APPELLATIONSGERICHT BASEL-STADT

Der Gerichtsschreiber

Rechtsmittelbelehrung

Gegen diesen Entscheid kann unter den Voraussetzungen von Art. 72 ff. des Bundesgerichtsgesetzes (BGG) innert 30 Tagen seit schriftlicher EröffnungBeschwerde in Zivilsachenerhoben werden. In vermögensrechtlichen Angelegenheiten gilt dies nur dann, wenn der Streitwert die Beschwerdesumme gemäss Art. 74 Abs. 1 lit. a oder b BGG erreicht (CHF 15'000.– bei Streitigkeiten aus Miete oder Arbeitsverhältnis bzw. CHF 30'000.– in allen übrigen Fällen) oder wenn sich eine Rechtsfrage von grundsätzlicher Bedeutung stellt. Die Beschwerdeschrift ist fristgerecht dem Bundesgericht (1000 Lausanne 14) einzureichen.

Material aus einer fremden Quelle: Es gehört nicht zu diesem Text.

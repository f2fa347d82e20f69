//! `vault_kv_secret_list`: names directly under a KV path.

use crate::data_source::DataSource;
use crate::error::ProviderError;
use crate::schema::{Attribute, AttributeKind, Schema};
use crate::vault::common::trim_path;
use crate::vault::LogicalBackend;
use async_trait::async_trait;
use serde::{Deserialize, Serialize};
use tracing::debug;

#[derive(Debug, Clone, Default, PartialEq, Serialize, Deserialize)]
pub struct KvSecretListConfig {
    pub path: String,
}

#[derive(Debug, Clone, Default, PartialEq, Serialize, Deserialize)]
pub struct KvSecretList {
    pub id: String,
    pub path: String,
    /// Child names in backend order; nested directories keep their trailing `/`.
    pub names: Vec<String>,
}

#[derive(Debug, Default, Clone, Copy)]
pub struct KvSecretListDataSource;

#[async_trait]
impl DataSource for KvSecretListDataSource {
    type Config = KvSecretListConfig;
    type Output = KvSecretList;

    const TYPE_NAME: &'static str = "vault_kv_secret_list";

    fn schema(&self) -> Schema {
        Schema::new("Lists secrets under a KV path.")
            .attribute(
                Attribute::required("path", AttributeKind::String)
                    .describe("Full KV path to list, including the mount."),
            )
            .attribute(
                Attribute::computed("names", AttributeKind::StringList)
                    .describe("List of all secret names."),
            )
            .attribute(Attribute::computed("id", AttributeKind::String))
    }

    async fn read(
        &self,
        client: &dyn LogicalBackend,
        config: &KvSecretListConfig,
    ) -> Result<KvSecretList, ProviderError> {
        let path = trim_path(&config.path);
        if path.is_empty() {
            return Err(ProviderError::validation("path must not be empty"));
        }
        let names = client.list(path).await.map_err(ProviderError::listing)?;
        debug!("Listed {} names under {}", names.len(), path);
        Ok(KvSecretList {
            id: path.to_string(),
            path: config.path.clone(),
            names,
        })
    }
}
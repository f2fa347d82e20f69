//! Shared setup for acceptance tests that run against a dev-mode Vault container.
//!
//! These tests need Docker, so every test using this module is `#[ignore]`d.
//! Run them with `cargo test -- --ignored`.

#![allow(dead_code)]

use serde_json::{json, Value};
use std::sync::Arc;
use testcontainers::{
    core::{IntoContainerPort, WaitFor},
    runners::AsyncRunner,
    ContainerAsync, GenericImage, ImageExt,
};
use vaultform::{LogicalBackend, Provider, VaultClient};

pub const ROOT_TOKEN: &str = "root";

/// Set up logging for tests
pub fn init_logging() {
    let _ = tracing_subscriber::fmt()
        .with_env_filter("info")
        .with_test_writer()
        .try_init();
}

/// A running dev-mode Vault. The container stops when this is dropped.
pub struct VaultFixture {
    _container: ContainerAsync<GenericImage>,
    addr: String,
}

impl VaultFixture {
    pub async fn start() -> Self {
        init_logging();
        let container = GenericImage::new("hashicorp/vault", "1.18.4")
            .with_exposed_port(8200.tcp())
            .with_wait_for(WaitFor::message_on_stdout("Vault server started!"))
            .with_env_var("VAULT_DEV_ROOT_TOKEN_ID", ROOT_TOKEN)
            .with_env_var("VAULT_DEV_LISTEN_ADDRESS", "0.0.0.0:8200")
            .with_cmd(vec!["server", "-dev", "-dev-root-token-id=root"])
            .start()
            .await
            .unwrap();
        let host = container.get_host().await.unwrap();
        let port = container.get_host_port_ipv4(8200).await.unwrap();
        Self {
            _container: container,
            addr: format!("http://{}:{}", host, port),
        }
    }

    pub fn addr(&self) -> &str {
        &self.addr
    }

    pub fn client(&self) -> VaultClient {
        VaultClient::new(&self.addr, ROOT_TOKEN).unwrap()
    }

    pub fn provider(&self) -> Provider {
        Provider::with_client(Arc::new(self.client()))
    }
}

/// A unique name so tests never collide on shared server state.
pub fn random_name(prefix: &str) -> String {
    format!("{}-{}", prefix, &uuid::Uuid::new_v4().simple().to_string()[..8])
}

/// Reads `path` and returns its `data` object, failing the test if absent.
pub async fn read_data(client: &VaultClient, path: &str) -> Value {
    let secret = client
        .read(path)
        .await
        .unwrap()
        .unwrap_or_else(|| panic!("nothing at {}", path));
    Value::Object(secret.data)
}

/// Writes `body` to `path` and returns the response `data` object.
pub async fn write_data(client: &VaultClient, path: &str, body: Value) -> Value {
    let body = body.as_object().cloned().unwrap_or_default();
    let secret = client.write(path, body).await.unwrap();
    secret.map(|s| Value::Object(s.data)).unwrap_or(json!({}))
}
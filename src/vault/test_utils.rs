use crate::vault::{LogicalBackend, Secret, VaultError};
use async_trait::async_trait;
use serde_json::{Map, Value};
use std::collections::{BTreeMap, BTreeSet};
use std::sync::Mutex;

/// One recorded backend call.
#[derive(Debug, Clone, PartialEq)]
pub enum Call {
    Read(String),
    Write(String, Map<String, Value>),
    Delete(String),
    List(String),
}

/// In-memory stand-in for Vault's logical API.
///
/// Writes replace the stored map, reads echo it back, and listing derives
/// child names from stored paths the way KV v1 does (`"dir/"` for nested
/// entries, sorted lexically).
#[derive(Default)]
pub struct MemoryBackend {
    entries: Mutex<BTreeMap<String, Map<String, Value>>>,
    calls: Mutex<Vec<Call>>,
    fail_with: Mutex<Option<String>>,
}

impl MemoryBackend {
    pub fn new() -> Self {
        Self::default()
    }

    /// Stores `data` at `path` without recording a call.
    pub fn insert(&self, path: &str, data: Value) {
        let map = match data {
            Value::Object(map) => map,
            _ => Map::new(),
        };
        self.entries
            .lock()
            .unwrap()
            .insert(path.trim_matches('/').to_string(), map);
    }

    pub fn remove(&self, path: &str) {
        self.entries.lock().unwrap().remove(path.trim_matches('/'));
    }

    pub fn get(&self, path: &str) -> Option<Map<String, Value>> {
        self.entries.lock().unwrap().get(path).cloned()
    }

    /// Makes every subsequent call fail with an API error.
    pub fn fail_with(&self, message: &str) {
        *self.fail_with.lock().unwrap() = Some(message.to_string());
    }

    pub fn calls(&self) -> Vec<Call> {
        self.calls.lock().unwrap().clone()
    }

    fn record(&self, call: Call) -> Result<(), VaultError> {
        self.calls.lock().unwrap().push(call);
        match self.fail_with.lock().unwrap().as_ref() {
            Some(message) => Err(VaultError::Api(message.clone())),
            None => Ok(()),
        }
    }
}

#[async_trait]
impl LogicalBackend for MemoryBackend {
    async fn read(&self, path: &str) -> Result<Option<Secret>, VaultError> {
        self.record(Call::Read(path.to_string()))?;
        Ok(self.get(path).map(Secret::from_data))
    }

    async fn write(
        &self,
        path: &str,
        data: Map<String, Value>,
    ) -> Result<Option<Secret>, VaultError> {
        self.record(Call::Write(path.to_string(), data.clone()))?;
        self.entries.lock().unwrap().insert(path.to_string(), data);
        Ok(None)
    }

    async fn delete(&self, path: &str) -> Result<(), VaultError> {
        self.record(Call::Delete(path.to_string()))?;
        self.entries.lock().unwrap().remove(path);
        Ok(())
    }

    async fn list(&self, path: &str) -> Result<Vec<String>, VaultError> {
        self.record(Call::List(path.to_string()))?;
        let prefix = format!("{}/", path.trim_matches('/'));
        let mut names = BTreeSet::new();
        for key in self.entries.lock().unwrap().keys() {
            if let Some(rest) = key.strip_prefix(&prefix) {
                match rest.split_once('/') {
                    Some((dir, _)) => names.insert(format!("{}/", dir)),
                    None => names.insert(rest.to_string()),
                };
            }
        }
        Ok(names.into_iter().collect())
    }
}
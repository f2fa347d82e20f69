//! Provider registry.
//!
//! The provider owns the configured client and maps type names such as
//! `vault_mfa_login_enforcement` to type-erased reconcilers that speak JSON.
//! This is the surface an orchestrator (or the CLI) drives.

use crate::data_source::{DataSource, KvSecretListDataSource};
use crate::error::ProviderError;
use crate::resource::{
    self, KvSecretResource, MfaLoginEnforcementResource, MountResource, Resource, ResourceState,
};
use crate::schema::Schema;
use crate::vault::{LogicalBackend, VaultClient, VaultConfig};
use async_trait::async_trait;
use serde::de::DeserializeOwned;
use serde::Serialize;
use serde_json::{json, Map, Value};
use std::collections::BTreeMap;
use std::sync::Arc;
use tracing::debug;

/// A [`Resource`] with its config and state carried as JSON.
#[async_trait]
pub trait DynamicResource: Send + Sync {
    fn type_name(&self) -> &'static str;

    fn schema(&self) -> Schema;

    async fn apply(
        &self,
        client: &dyn LogicalBackend,
        prior: Option<Value>,
        config: Value,
    ) -> Result<Value, ProviderError>;

    async fn refresh(&self, client: &dyn LogicalBackend, state: Value)
        -> Result<Value, ProviderError>;

    async fn destroy(&self, client: &dyn LogicalBackend, state: Value) -> Result<(), ProviderError>;

    async fn import(&self, client: &dyn LogicalBackend, id: &str) -> Result<Value, ProviderError>;
}

/// A [`DataSource`] with its config and output carried as JSON.
#[async_trait]
pub trait DynamicDataSource: Send + Sync {
    fn type_name(&self) -> &'static str;

    fn schema(&self) -> Schema;

    async fn read(&self, client: &dyn LogicalBackend, config: Value) -> Result<Value, ProviderError>;
}

fn from_json<T: DeserializeOwned>(what: &str, value: Value) -> Result<T, ProviderError> {
    serde_json::from_value(value)
        .map_err(|e| ProviderError::validation(format!("invalid {}: {}", what, e)))
}

fn to_json<T: Serialize>(value: &T) -> Result<Value, ProviderError> {
    serde_json::to_value(value)
        .map_err(|e| ProviderError::validation(format!("unserializable state: {}", e)))
}

#[async_trait]
impl<R: Resource> DynamicResource for R {
    fn type_name(&self) -> &'static str {
        R::TYPE_NAME
    }

    fn schema(&self) -> Schema {
        Resource::schema(self)
    }

    async fn apply(
        &self,
        client: &dyn LogicalBackend,
        prior: Option<Value>,
        config: Value,
    ) -> Result<Value, ProviderError> {
        Resource::schema(self).validate(&config)?;
        let desired: R::Config = from_json("configuration", config)?;
        let prior: Option<ResourceState<R::Config>> =
            prior.map(|p| from_json("state", p)).transpose()?;
        let state = resource::apply(self, client, prior.as_ref(), &desired).await?;
        to_json(&state)
    }

    async fn refresh(
        &self,
        client: &dyn LogicalBackend,
        state: Value,
    ) -> Result<Value, ProviderError> {
        let state: ResourceState<R::Config> = from_json("state", state)?;
        let state = resource::refresh(self, client, state).await?;
        to_json(&state)
    }

    async fn destroy(&self, client: &dyn LogicalBackend, state: Value) -> Result<(), ProviderError> {
        let state: ResourceState<R::Config> = from_json("state", state)?;
        resource::destroy(self, client, &state).await
    }

    async fn import(&self, client: &dyn LogicalBackend, id: &str) -> Result<Value, ProviderError> {
        let state = resource::import(self, client, id).await?;
        to_json(&state)
    }
}

#[async_trait]
impl<D: DataSource> DynamicDataSource for D {
    fn type_name(&self) -> &'static str {
        D::TYPE_NAME
    }

    fn schema(&self) -> Schema {
        DataSource::schema(self)
    }

    async fn read(&self, client: &dyn LogicalBackend, config: Value) -> Result<Value, ProviderError> {
        DataSource::schema(self).validate(&config)?;
        let config: D::Config = from_json("configuration", config)?;
        let output = DataSource::read(self, client, &config).await?;
        to_json(&output)
    }
}

/// Every resource and data source type this crate provides, keyed by name.
pub struct Registry {
    resources: BTreeMap<&'static str, Box<dyn DynamicResource>>,
    data_sources: BTreeMap<&'static str, Box<dyn DynamicDataSource>>,
}

impl Default for Registry {
    fn default() -> Self {
        let mut registry = Self {
            resources: BTreeMap::new(),
            data_sources: BTreeMap::new(),
        };
        registry.register_resource(MfaLoginEnforcementResource);
        registry.register_resource(KvSecretResource);
        registry.register_resource(MountResource);
        registry.register_data_source(KvSecretListDataSource);
        registry
    }
}

impl Registry {
    fn register_resource<R: Resource + 'static>(&mut self, resource: R) {
        self.resources.insert(R::TYPE_NAME, Box::new(resource));
    }

    fn register_data_source<D: DataSource + 'static>(&mut self, data_source: D) {
        self.data_sources.insert(D::TYPE_NAME, Box::new(data_source));
    }

    pub fn resource(&self, type_name: &str) -> Result<&dyn DynamicResource, ProviderError> {
        self.resources
            .get(type_name)
            .map(|r| r.as_ref())
            .ok_or_else(|| ProviderError::validation(format!("unknown resource type {:?}", type_name)))
    }

    pub fn data_source(&self, type_name: &str) -> Result<&dyn DynamicDataSource, ProviderError> {
        self.data_sources
            .get(type_name)
            .map(|d| d.as_ref())
            .ok_or_else(|| {
                ProviderError::validation(format!("unknown data source type {:?}", type_name))
            })
    }

    pub fn resource_types(&self) -> impl Iterator<Item = &'static str> + '_ {
        self.resources.keys().copied()
    }

    pub fn data_source_types(&self) -> impl Iterator<Item = &'static str> + '_ {
        self.data_sources.keys().copied()
    }

    /// JSON description of every registered resource and data source.
    pub fn schema(&self) -> Value {
        let resources: Map<String, Value> = self
            .resources
            .values()
            .map(|r| (r.type_name().to_string(), json!(r.schema())))
            .collect();
        let data_sources: Map<String, Value> = self
            .data_sources
            .values()
            .map(|d| (d.type_name().to_string(), json!(d.schema())))
            .collect();
        json!({ "resources": resources, "data_sources": data_sources })
    }
}

/// A configured client plus the registry; the entry point an orchestrator drives.
pub struct Provider {
    client: Arc<dyn LogicalBackend>,
    registry: Registry,
}

impl std::fmt::Debug for Provider {
    fn fmt(&self, f: &mut std::fmt::Formatter<'_>) -> std::fmt::Result {
        f.debug_struct("Provider")
            .field("resources", &self.registry.resource_types().collect::<Vec<_>>())
            .field(
                "data_sources",
                &self.registry.data_source_types().collect::<Vec<_>>(),
            )
            .finish_non_exhaustive()
    }
}

impl Provider {
    /// Builds a provider talking to the Vault described by `config`.
    pub fn configure(config: &VaultConfig) -> Result<Self, ProviderError> {
        let client = VaultClient::from_config(config).map_err(|e| {
            ProviderError::validation(format!("invalid provider configuration: {}", e))
        })?;
        debug!("Configured provider for {}", client.addr);
        Ok(Self::with_client(Arc::new(client)))
    }

    /// Builds a provider around an already constructed backend.
    pub fn with_client(client: Arc<dyn LogicalBackend>) -> Self {
        Self {
            client,
            registry: Registry::default(),
        }
    }

    pub fn client(&self) -> &dyn LogicalBackend {
        self.client.as_ref()
    }

    pub fn registry(&self) -> &Registry {
        &self.registry
    }

    pub fn schema(&self) -> Value {
        self.registry.schema()
    }

    pub async fn apply(
        &self,
        type_name: &str,
        prior: Option<Value>,
        config: Value,
    ) -> Result<Value, ProviderError> {
        self.registry
            .resource(type_name)?
            .apply(self.client(), prior, config)
            .await
    }

    pub async fn refresh(&self, type_name: &str, state: Value) -> Result<Value, ProviderError> {
        self.registry
            .resource(type_name)?
            .refresh(self.client(), state)
            .await
    }

    pub async fn destroy(&self, type_name: &str, state: Value) -> Result<(), ProviderError> {
        self.registry
            .resource(type_name)?
            .destroy(self.client(), state)
            .await
    }

    pub async fn import(&self, type_name: &str, id: &str) -> Result<Value, ProviderError> {
        self.registry
            .resource(type_name)?
            .import(self.client(), id)
            .await
    }

    pub async fn read_data(&self, type_name: &str, config: Value) -> Result<Value, ProviderError> {
        self.registry
            .data_source(type_name)?
            .read(self.client(), config)
            .await
    }
}

#[cfg(test)]
mod tests {
    use super::*;
    use crate::vault::test_utils::MemoryBackend;

    fn provider() -> (Arc<MemoryBackend>, Provider) {
        let backend = Arc::new(MemoryBackend::new());
        let provider = Provider::with_client(backend.clone());
        (backend, provider)
    }

    fn enforcement_config(name: &str) -> Value {
        json!({
            "name": name,
            "mfa_method_ids": ["method-1"],
            "auth_method_types": ["userpass"]
        })
    }

    #[test]
    fn test_registry_contents() {
        let registry = Registry::default();
        let resources: Vec<_> = registry.resource_types().collect();
        assert_eq!(
            resources,
            vec!["vault_kv_secret", "vault_mfa_login_enforcement", "vault_mount"]
        );
        let data_sources: Vec<_> = registry.data_source_types().collect();
        assert_eq!(data_sources, vec!["vault_kv_secret_list"]);

        let schema = registry.schema();
        assert_eq!(
            schema["resources"]["vault_mfa_login_enforcement"]["attributes"][0]["name"],
            "name"
        );
    }

    #[test]
    fn test_configure_requires_token() {
        let err = Provider::configure(&VaultConfig::new("http://127.0.0.1:8200")).unwrap_err();
        assert!(err.is_validation());
        assert!(err.to_string().starts_with("invalid provider configuration"));
    }

    #[test]
    fn test_debug_lists_types() {
        let (_, provider) = provider();
        let rendered = format!("{:?}", provider);
        assert!(rendered.starts_with("Provider"));
        assert!(rendered.contains("vault_mfa_login_enforcement"));
        assert!(rendered.contains("vault_kv_secret_list"));
    }

    #[tokio::test]
    async fn test_unknown_type() {
        let (_, provider) = provider();
        let err = provider
            .apply("vault_nope", None, json!({}))
            .await
            .unwrap_err();
        assert_eq!(err.to_string(), "unknown resource type \"vault_nope\"");
        assert!(provider.registry().data_source("vault_nope").is_err());
        assert_eq!(provider.schema(), Registry::default().schema());
    }

    #[tokio::test]
    async fn test_schema_validation_runs_before_backend() {
        let (backend, provider) = provider();
        let err = provider
            .apply(
                "vault_mfa_login_enforcement",
                None,
                enforcement_config("enf/"),
            )
            .await
            .unwrap_err();
        assert!(err.is_validation());
        assert!(backend.calls().is_empty());
    }

    #[tokio::test]
    async fn test_json_lifecycle() {
        let (backend, provider) = provider();

        let state = provider
            .apply(
                "vault_mfa_login_enforcement",
                None,
                enforcement_config("enf"),
            )
            .await
            .unwrap();
        assert_eq!(state["id"], "enf");
        assert_eq!(state["attributes"]["auth_method_types"], json!(["userpass"]));

        let imported = provider
            .import("vault_mfa_login_enforcement", "enf")
            .await
            .unwrap();
        assert_eq!(imported, state);

        backend.remove("identity/mfa/login-enforcement/enf");
        let refreshed = provider
            .refresh("vault_mfa_login_enforcement", state.clone())
            .await
            .unwrap();
        assert_eq!(refreshed["id"], Value::Null);

        // destroying an already absent record succeeds
        provider
            .destroy("vault_mfa_login_enforcement", state)
            .await
            .unwrap();
    }

    #[tokio::test]
    async fn test_data_source_through_registry() {
        let (backend, provider) = provider();
        backend.insert("kv/a", json!({"k": "v"}));

        let output = provider
            .read_data("vault_kv_secret_list", json!({"path": "kv"}))
            .await
            .unwrap();

        assert_eq!(output["names"], json!(["a"]));
        assert_eq!(output["id"], "kv");
    }
}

Für die Anforderungen an deren Inhalt wird auf Art. 42 BGG verwiesen. Über die Zulässigkeit des Rechtsmittels entscheidet das Bundesgericht.

Ob an Stelle der Beschwerde in Zivilsachen ein anderes Rechtsmittel in Frage kommt (z.B. die subsidiäre Verfassungsbeschwerde an das Bundesgericht gemäss Art. 113 BGG), ergibt sich aus den anwendbaren gesetzlichen Bestimmungen. Wird sowohl Beschwerde in Zivilsachen als auch Verfassungsbeschwerde erhoben, sind beide Rechtsmittel in der gleichen Rechtsschrift einzureichen.